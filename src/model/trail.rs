//! Raw trail centerlines and their 3D geometry.

use geo::{Coord, Haversine, Length, LineString, Point};

use crate::{Error, TrailId};

/// A 3D centerline: a 2D line string plus one elevation value per vertex.
///
/// Planar algorithms run on `line`; elevation gain/loss and cut-point
/// interpolation use `elevations`, which always has one entry per coordinate.
#[derive(Debug, Clone, PartialEq)]
pub struct TrailGeometry {
    pub line: LineString<f64>,
    pub elevations: Vec<f64>,
}

impl TrailGeometry {
    /// # Errors
    ///
    /// Returns [`Error::InvalidData`] when the elevation vector does not
    /// match the coordinate count or the line has fewer than two points.
    pub fn new(line: LineString<f64>, elevations: Vec<f64>) -> Result<Self, Error> {
        if line.0.len() < 2 {
            return Err(Error::InvalidData(format!(
                "polyline needs at least 2 points, got {}",
                line.0.len()
            )));
        }
        if line.0.len() != elevations.len() {
            return Err(Error::InvalidData(format!(
                "elevation count {} does not match coordinate count {}",
                elevations.len(),
                line.0.len()
            )));
        }
        Ok(Self { line, elevations })
    }

    /// Builds a geometry from `(lon, lat, elevation)` triples.
    ///
    /// # Panics
    ///
    /// Panics when fewer than two points are given; intended for callers
    /// that construct geometry from literals (ingestion validates its own
    /// input before reaching this crate).
    pub fn from_coords(coords: &[(f64, f64, f64)]) -> Self {
        let line = LineString::from(
            coords
                .iter()
                .map(|&(x, y, _)| Coord { x, y })
                .collect::<Vec<_>>(),
        );
        let elevations = coords.iter().map(|&(_, _, z)| z).collect();
        Self::new(line, elevations).expect("literal coordinates")
    }

    /// Geodesic length of the centerline in meters.
    pub fn length_m(&self) -> f64 {
        Haversine.length(&self.line)
    }

    /// Sum of positive elevation deltas along the line, in meters.
    pub fn elevation_gain(&self) -> f64 {
        self.elevations
            .windows(2)
            .map(|w| (w[1] - w[0]).max(0.0))
            .sum()
    }

    /// Sum of negative elevation deltas along the line, as a positive number.
    pub fn elevation_loss(&self) -> f64 {
        self.elevations
            .windows(2)
            .map(|w| (w[0] - w[1]).max(0.0))
            .sum()
    }

    pub fn start(&self) -> Coord<f64> {
        self.line.0[0]
    }

    pub fn end(&self) -> Coord<f64> {
        self.line.0[self.line.0.len() - 1]
    }

    pub fn start_point(&self) -> Point<f64> {
        Point::from(self.start())
    }

    pub fn end_point(&self) -> Point<f64> {
        Point::from(self.end())
    }

    pub fn start_elevation(&self) -> f64 {
        self.elevations[0]
    }

    pub fn end_elevation(&self) -> f64 {
        self.elevations[self.elevations.len() - 1]
    }

    pub fn num_points(&self) -> usize {
        self.line.0.len()
    }

    /// Reverses the line in place, keeping elevations aligned.
    pub fn reverse(&mut self) {
        self.line.0.reverse();
        self.elevations.reverse();
    }
}

/// A raw named centerline as ingested. Immutable once created; the pipeline
/// only ever derives segments from it.
#[derive(Debug, Clone)]
pub struct Trail {
    pub id: TrailId,
    pub name: String,
    pub geometry: TrailGeometry,
    pub length: f64,
    pub elevation_gain: f64,
    pub elevation_loss: f64,
    pub source_tag: String,
}

impl Trail {
    pub fn new(
        id: TrailId,
        name: impl Into<String>,
        geometry: TrailGeometry,
        source_tag: impl Into<String>,
    ) -> Self {
        let length = geometry.length_m();
        let elevation_gain = geometry.elevation_gain();
        let elevation_loss = geometry.elevation_loss();
        Self {
            id,
            name: name.into(),
            geometry,
            length,
            elevation_gain,
            elevation_loss,
            source_tag: source_tag.into(),
        }
    }
}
□ □ □
Brief =
Please list every line of the records that contains "does".

Result =
    /// Returns [`Error::InvalidData`] when the elevation vector does not
                "elevation count {} does not match coordinate count {}",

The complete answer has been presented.